So we use the shed load feature. Now I'm going to talk a little bit later on in this talk about DNS, but needless to say, our DNS provider is NS1. We feed to them, at least initially, a CPU-based load metric for our POPs. When the average reached 60 percent, we wanted NS1 to stop serving the IP at that particular POP to clients, and we wanted to steer them to another location. However, this very rudimentary approach did not factor in our layer 4 load balancing that sits in front of HAProxy. It also didn't talk about any of the other potential metrics. The CPU might be fine, but open sockets for longer-lived connections, for example, if our POPs in Hong Kong and Singapore open up longer connections back to our data center. Therefore, you can't just take one factor to be able to determine the actual load of a data center. So we added multi-factorial. We used packets per second on our layer 4 load balancer as a percentage. We used a percentage of the total sockets available on HAProxy, and of course, we used the average CPU for the given site.

However, we did get paged. I got paged, in fact, for high CPU in our Hong Kong POP, and this is what I woke up to. It was the middle of the night, and it looked like everything was fine. Nothing had breached that blue line, which is when we want things to start moving away, but in fact, we don't even want a page on that because we created this. We got skipped. We didn't have to get paged. The traffic just gracefully moved to another site, so we had the question, why is this particular site alerting?

roblox-data-informed-decision-making-shedding-loaad

Breaking down the average, what we noticed was banding. We saw these two separate groups of CPU utilization, and what happens when you take a larger and a smaller atom together and divide by the total number, you get the average, which ended up being not helpful. It caused issues. We actually got HAProxies that were running at 80% CPU utilization. We didn't know if it was actually causing an issue. We didn't see any player drops or anything, so good on you HAProxy. However, we didn't want to get into that position again of where it might actually be causing issues of latency.

roblox-data-informed-decision-making-server-type

So we wanted to be able to identify those different types of servers. We have some CPUs that are running hot and some that are running low. So we have node exporter giving us that information of which CPUs and all that information to us. So do we count based on the CPU or do we take the CPU type of node exporter? What we found was that node exporter actually is a pretty cool feature where you can actually stick arbitrary data into a flat file, tell node exporter where that file is, it will slurp it up, and as long as it's Prometheus formatted information, it will actually display it as metrics. So we started to include the manufacturer, we included the rack, the row, the cluster, or the pod that the particular servers are in, and it's as simple as just adding an extra line onto your node exporter command, telling node exporter where those files exist on the system. 

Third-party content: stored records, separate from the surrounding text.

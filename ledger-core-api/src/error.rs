use rust_decimal::Decimal;
use thiserror::Error;

/// Errors raised by ledger operations.
///
/// Every variant is raised synchronously at the point of violation and is
/// recoverable by the caller (retry with corrected input). Operations are
/// atomic: on error the entity is left unchanged.
#[derive(Error, Debug)]
pub enum LedgerError {
    /// A supplied value violates a stated precondition
    /// (blank name, non-positive amount, out-of-range percentage).
    #[error("Invalid argument: {0}")]
    InvalidArgument(String),

    /// A value is individually valid but the current state forbids the
    /// operation (duplicate account number, grade for an unenrolled course).
    #[error("Invalid operation: {0}")]
    InvalidOperation(String),

    /// A withdrawal or charge exceeds the spendable balance. Carries both
    /// amounts so the caller can retry with a smaller amount or top up first.
    #[error("Insufficient funds: requested {requested}, available {available}")]
    InsufficientFunds {
        requested: Decimal,
        available: Decimal,
    },

    /// Lookup by an identifier that is not present in the registry.
    #[error("Not found: {0}")]
    NotFound(String),

    /// Internal error (e.g. serialization failure while computing an index hash).
    #[error("Internal error: {0}")]
    Internal(String),
}

pub type LedgerResult<T> = Result<T, LedgerError>;

#[cfg(test)]
mod tests {
    use super::*;

    #[test]
    fn test_error_display() {
        let err = LedgerError::InvalidArgument("amount must be positive".to_string());
        assert_eq!(err.to_string(), "Invalid argument: amount must be positive");

        let err = LedgerError::InsufficientFunds {
            requested: Decimal::new(20000, 2),
            available: Decimal::new(10000, 2),
        };
        assert_eq!(
            err.to_string(),
            "Insufficient funds: requested 200.00, available 100.00"
        );
    }
}
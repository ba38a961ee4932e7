use chrono::{DateTime, Utc};
use rust_decimal::Decimal;
use serde::{Deserialize, Serialize};
use std::str::FromStr;
use uuid::Uuid;

use crate::models::identifiable::Identifiable;
use crate::models::validated::PositiveAmount;

/// The kind of ledger transaction.
#[derive(Debug, Clone, Copy, PartialEq, Eq, Serialize, Deserialize)]
pub enum TransactionType {
    Deposit,
    Withdrawal,
}

impl std::fmt::Display for TransactionType {
    fn fmt(&self, f: &mut std::fmt::Formatter<'_>) -> std::fmt::Result {
        match self {
            TransactionType::Deposit => write!(f, "Deposit"),
            TransactionType::Withdrawal => write!(f, "Withdrawal"),
        }
    }
}

impl FromStr for TransactionType {
    type Err = ();

    fn from_str(s: &str) -> Result<Self, Self::Err> {
        match s {
            "Deposit" => Ok(TransactionType::Deposit),
            "Withdrawal" => Ok(TransactionType::Withdrawal),
            _ => Err(()),
        }
    }
}

/// A single entry in an account's ledger.
///
/// Created once by the owning account, never mutated afterwards. The amount
/// is always strictly positive; the sign is carried by the transaction type.
#[derive(Debug, Clone, Serialize, Deserialize)]
pub struct TransactionModel {
    id: Uuid,
    amount: Decimal,
    transaction_type: TransactionType,
    posted_at: DateTime<Utc>,
}

impl TransactionModel {
    /// Only accounts create transactions; the amount has already been
    /// validated as strictly positive at the operation entry point.
    pub(crate) fn new(amount: PositiveAmount, transaction_type: TransactionType) -> Self {
        Self {
            id: Uuid::new_v4(),
            amount: amount.value(),
            transaction_type,
            posted_at: Utc::now(),
        }
    }

    pub fn amount(&self) -> Decimal {
        self.amount
    }

    pub fn transaction_type(&self) -> TransactionType {
        self.transaction_type
    }

    pub fn posted_at(&self) -> DateTime<Utc> {
        self.posted_at
    }

    /// The amount as it contributes to the balance: deposits positive,
    /// withdrawals negative.
    pub fn signed_amount(&self) -> Decimal {
        match self.transaction_type {
            TransactionType::Deposit => self.amount,
            TransactionType::Withdrawal => -self.amount,
        }
    }
}

impl Identifiable for TransactionModel {
    fn get_id(&self) -> Uuid {
        self.id
    }
}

roblox-data-informed-decision-making-exposing-relevant

At ROBLOX, we use a term called design revision. Design revision for us is a way to indicate to the user what type or what workloads HAProxy is running within our data center or at our POPs. So we have edge nodes, data center nodes, and we actually have HAProxy now scheduled inside Nomad in an orchestrated environment, and we wanted to be able to communicate that information so that we could group those like typed devices together rather than having them based on something else, maybe just the scrape job or whatever. We wanted to be able to indicate that information. 

So in one of our files, as you can see, we've included the design revision, but we also have this idea of an image. We run all of our workloads in Docker containers, so being able to indicate when that Docker container was revised or changed will actually give us that information. It'll show to us that when a device changed, we can actually pinpoint if there were any changes elsewhere within the stats to be able to determine if it was the new image or otherwise that was causing the issue. Now since I have HAProxy on the line, this would be a really cool feature for you guys to include in the future, but we have a need to expose to our customers, the people who use load balancing inside of our data center, the types of configuration items or elements that are configured for HAProxy facing their server. So, in this case, what we noticed was there was a lacking metric, which was what load balancing algorithm we're using and if we're using IP hashing for the load balancing algorithm. For some of our applications that are high utilization, they rely on local cache to not obliterate our databases so having this information exposed and easily accessible for our users was super helpful, and if you have any questions, HAProxy, I'll be happy to give them to or give you the answers to them of why we decided to go with this particular method.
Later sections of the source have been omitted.